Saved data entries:
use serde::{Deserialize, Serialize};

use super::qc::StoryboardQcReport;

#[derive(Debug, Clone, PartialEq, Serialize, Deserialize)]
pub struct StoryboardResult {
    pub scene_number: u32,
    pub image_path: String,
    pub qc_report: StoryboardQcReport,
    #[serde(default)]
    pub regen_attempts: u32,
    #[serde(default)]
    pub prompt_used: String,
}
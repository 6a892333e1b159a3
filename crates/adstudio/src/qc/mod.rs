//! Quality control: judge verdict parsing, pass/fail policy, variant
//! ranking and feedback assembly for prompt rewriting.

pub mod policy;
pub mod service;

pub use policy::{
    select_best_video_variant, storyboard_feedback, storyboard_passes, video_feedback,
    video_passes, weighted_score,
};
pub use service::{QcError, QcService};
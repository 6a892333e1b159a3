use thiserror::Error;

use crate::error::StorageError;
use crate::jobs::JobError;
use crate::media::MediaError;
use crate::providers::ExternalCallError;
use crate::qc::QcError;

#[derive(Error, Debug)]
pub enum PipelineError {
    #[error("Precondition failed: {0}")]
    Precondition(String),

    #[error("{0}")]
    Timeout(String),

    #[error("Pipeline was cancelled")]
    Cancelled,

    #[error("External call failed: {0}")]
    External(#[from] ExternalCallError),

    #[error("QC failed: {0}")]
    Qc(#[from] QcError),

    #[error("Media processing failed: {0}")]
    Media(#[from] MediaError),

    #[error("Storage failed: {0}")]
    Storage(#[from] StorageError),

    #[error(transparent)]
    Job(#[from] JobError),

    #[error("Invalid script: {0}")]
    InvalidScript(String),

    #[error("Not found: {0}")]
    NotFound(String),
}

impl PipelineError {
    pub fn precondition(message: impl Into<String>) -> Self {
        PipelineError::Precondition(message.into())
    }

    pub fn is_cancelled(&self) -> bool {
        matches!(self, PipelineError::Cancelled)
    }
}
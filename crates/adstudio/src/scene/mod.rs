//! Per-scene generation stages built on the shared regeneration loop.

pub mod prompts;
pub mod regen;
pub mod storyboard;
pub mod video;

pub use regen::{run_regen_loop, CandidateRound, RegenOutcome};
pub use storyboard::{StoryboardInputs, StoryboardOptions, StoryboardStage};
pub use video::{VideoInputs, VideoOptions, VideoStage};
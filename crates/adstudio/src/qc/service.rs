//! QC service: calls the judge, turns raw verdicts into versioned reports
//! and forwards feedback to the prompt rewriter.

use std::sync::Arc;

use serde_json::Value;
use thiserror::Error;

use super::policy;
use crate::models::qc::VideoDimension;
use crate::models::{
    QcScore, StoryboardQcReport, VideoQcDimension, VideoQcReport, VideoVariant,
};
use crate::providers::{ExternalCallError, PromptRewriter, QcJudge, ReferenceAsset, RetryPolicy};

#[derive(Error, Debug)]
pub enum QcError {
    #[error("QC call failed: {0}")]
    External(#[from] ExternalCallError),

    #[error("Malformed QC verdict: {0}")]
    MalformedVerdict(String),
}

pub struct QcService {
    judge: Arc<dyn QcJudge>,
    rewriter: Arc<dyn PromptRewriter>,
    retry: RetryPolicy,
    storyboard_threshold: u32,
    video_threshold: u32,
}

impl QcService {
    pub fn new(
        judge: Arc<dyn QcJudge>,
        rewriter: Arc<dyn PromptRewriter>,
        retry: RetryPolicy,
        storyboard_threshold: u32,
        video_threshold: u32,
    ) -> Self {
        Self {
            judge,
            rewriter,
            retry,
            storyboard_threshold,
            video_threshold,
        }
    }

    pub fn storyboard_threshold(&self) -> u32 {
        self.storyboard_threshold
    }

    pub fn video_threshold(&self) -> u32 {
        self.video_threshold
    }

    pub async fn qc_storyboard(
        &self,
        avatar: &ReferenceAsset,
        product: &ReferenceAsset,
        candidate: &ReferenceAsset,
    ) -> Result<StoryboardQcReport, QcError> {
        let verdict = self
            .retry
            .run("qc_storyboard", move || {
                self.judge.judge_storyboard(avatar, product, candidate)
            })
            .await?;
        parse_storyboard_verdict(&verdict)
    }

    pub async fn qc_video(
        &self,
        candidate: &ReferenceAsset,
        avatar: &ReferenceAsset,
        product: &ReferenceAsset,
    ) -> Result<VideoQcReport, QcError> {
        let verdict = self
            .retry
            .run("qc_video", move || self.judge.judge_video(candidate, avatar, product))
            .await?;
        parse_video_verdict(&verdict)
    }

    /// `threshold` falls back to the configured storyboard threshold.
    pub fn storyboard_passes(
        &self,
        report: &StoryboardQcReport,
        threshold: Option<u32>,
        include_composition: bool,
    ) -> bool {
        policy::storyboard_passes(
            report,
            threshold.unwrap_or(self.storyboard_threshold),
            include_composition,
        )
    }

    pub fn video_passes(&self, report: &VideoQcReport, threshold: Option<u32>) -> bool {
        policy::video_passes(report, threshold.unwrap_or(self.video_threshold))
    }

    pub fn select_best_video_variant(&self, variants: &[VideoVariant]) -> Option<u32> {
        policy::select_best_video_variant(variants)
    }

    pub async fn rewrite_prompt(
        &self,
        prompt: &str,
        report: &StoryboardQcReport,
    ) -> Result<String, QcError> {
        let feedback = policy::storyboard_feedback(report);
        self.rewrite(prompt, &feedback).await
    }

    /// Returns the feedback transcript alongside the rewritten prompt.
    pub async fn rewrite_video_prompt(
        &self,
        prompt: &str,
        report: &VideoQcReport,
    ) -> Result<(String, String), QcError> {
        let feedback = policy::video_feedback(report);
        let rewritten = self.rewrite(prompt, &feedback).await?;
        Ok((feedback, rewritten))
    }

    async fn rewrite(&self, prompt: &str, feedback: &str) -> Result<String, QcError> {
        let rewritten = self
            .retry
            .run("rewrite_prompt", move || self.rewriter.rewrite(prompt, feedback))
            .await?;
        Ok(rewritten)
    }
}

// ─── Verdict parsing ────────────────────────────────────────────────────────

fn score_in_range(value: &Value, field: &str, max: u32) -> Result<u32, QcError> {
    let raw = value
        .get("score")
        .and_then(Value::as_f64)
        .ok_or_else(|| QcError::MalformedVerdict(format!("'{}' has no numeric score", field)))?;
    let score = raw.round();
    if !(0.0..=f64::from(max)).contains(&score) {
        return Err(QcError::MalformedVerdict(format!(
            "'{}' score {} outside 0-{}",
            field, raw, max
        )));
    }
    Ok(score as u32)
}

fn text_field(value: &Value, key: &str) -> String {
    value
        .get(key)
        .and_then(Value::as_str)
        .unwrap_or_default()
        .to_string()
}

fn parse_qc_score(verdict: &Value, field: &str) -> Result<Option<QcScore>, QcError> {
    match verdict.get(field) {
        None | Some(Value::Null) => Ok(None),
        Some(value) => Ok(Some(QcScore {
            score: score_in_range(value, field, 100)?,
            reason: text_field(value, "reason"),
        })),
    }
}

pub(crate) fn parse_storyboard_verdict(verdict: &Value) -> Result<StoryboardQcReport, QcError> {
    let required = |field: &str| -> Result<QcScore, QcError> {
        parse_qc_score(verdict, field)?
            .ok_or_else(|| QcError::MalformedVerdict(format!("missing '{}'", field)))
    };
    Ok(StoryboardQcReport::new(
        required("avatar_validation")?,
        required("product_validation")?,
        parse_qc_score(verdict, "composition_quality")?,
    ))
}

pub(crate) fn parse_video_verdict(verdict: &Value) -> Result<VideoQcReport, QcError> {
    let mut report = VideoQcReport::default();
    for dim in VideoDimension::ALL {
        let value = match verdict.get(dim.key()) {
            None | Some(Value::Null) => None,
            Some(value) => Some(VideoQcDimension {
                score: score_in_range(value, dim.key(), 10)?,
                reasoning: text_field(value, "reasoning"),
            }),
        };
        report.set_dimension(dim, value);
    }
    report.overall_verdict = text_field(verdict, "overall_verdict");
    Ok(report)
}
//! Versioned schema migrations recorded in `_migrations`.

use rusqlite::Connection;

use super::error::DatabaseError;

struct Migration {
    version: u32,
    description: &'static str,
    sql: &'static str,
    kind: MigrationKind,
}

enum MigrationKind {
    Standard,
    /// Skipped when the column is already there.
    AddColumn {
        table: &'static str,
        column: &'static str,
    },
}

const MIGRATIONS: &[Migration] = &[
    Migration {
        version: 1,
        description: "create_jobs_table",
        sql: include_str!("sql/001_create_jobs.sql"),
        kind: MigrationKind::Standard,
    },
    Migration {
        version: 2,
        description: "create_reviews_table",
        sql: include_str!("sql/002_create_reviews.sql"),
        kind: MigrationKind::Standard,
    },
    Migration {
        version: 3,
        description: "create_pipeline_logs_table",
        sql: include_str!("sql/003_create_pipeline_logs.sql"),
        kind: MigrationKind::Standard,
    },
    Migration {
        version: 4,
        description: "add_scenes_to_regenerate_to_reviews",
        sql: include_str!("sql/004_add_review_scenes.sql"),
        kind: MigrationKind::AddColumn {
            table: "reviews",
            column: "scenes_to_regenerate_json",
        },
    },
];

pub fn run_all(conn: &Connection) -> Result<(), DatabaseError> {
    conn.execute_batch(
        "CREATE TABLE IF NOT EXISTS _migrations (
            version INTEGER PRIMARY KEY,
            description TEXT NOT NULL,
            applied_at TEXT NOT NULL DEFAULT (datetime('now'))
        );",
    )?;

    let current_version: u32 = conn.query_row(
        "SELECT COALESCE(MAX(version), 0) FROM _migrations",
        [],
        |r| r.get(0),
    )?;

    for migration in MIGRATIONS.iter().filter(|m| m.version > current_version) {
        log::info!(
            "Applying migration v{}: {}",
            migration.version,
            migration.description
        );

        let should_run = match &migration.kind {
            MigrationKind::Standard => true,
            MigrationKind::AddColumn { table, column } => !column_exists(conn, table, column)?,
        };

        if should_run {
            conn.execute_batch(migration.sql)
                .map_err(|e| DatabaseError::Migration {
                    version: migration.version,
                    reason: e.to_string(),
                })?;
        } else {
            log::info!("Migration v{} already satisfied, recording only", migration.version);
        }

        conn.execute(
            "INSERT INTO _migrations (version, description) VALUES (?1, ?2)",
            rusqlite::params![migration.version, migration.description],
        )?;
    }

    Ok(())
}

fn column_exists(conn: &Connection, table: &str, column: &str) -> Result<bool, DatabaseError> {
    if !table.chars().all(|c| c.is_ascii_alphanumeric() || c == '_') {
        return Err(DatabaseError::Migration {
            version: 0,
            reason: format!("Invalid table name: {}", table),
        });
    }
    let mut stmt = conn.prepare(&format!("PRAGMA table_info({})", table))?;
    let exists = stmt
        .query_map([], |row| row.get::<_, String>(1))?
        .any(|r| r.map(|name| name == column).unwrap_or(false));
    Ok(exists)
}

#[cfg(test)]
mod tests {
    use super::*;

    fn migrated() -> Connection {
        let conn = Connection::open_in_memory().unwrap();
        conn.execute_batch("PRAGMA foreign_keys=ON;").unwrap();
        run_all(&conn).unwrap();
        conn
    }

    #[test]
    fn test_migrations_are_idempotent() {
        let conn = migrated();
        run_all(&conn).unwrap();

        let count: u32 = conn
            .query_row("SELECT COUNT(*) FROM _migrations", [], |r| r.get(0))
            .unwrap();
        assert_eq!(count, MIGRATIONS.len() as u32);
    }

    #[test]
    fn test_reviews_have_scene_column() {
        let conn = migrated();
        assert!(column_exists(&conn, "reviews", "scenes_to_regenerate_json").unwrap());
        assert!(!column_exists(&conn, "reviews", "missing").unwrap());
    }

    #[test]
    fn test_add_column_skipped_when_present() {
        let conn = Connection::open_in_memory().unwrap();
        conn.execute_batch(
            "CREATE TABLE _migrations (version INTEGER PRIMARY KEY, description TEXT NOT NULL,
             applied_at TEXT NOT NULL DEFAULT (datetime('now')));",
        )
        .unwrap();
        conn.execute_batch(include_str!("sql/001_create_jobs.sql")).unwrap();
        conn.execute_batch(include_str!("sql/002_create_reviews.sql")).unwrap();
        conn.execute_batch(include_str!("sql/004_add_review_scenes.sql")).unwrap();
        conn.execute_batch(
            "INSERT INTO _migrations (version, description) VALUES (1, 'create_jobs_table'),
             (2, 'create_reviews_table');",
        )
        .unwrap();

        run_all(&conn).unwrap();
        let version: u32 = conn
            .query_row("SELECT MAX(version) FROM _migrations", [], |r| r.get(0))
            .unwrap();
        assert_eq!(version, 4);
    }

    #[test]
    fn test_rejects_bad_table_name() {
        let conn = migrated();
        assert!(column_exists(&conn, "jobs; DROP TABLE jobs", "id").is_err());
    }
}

Activity: Go through the records above and copy every line with the word "MediaError".

Result:
use crate::media::MediaError;
    Media(#[from] MediaError),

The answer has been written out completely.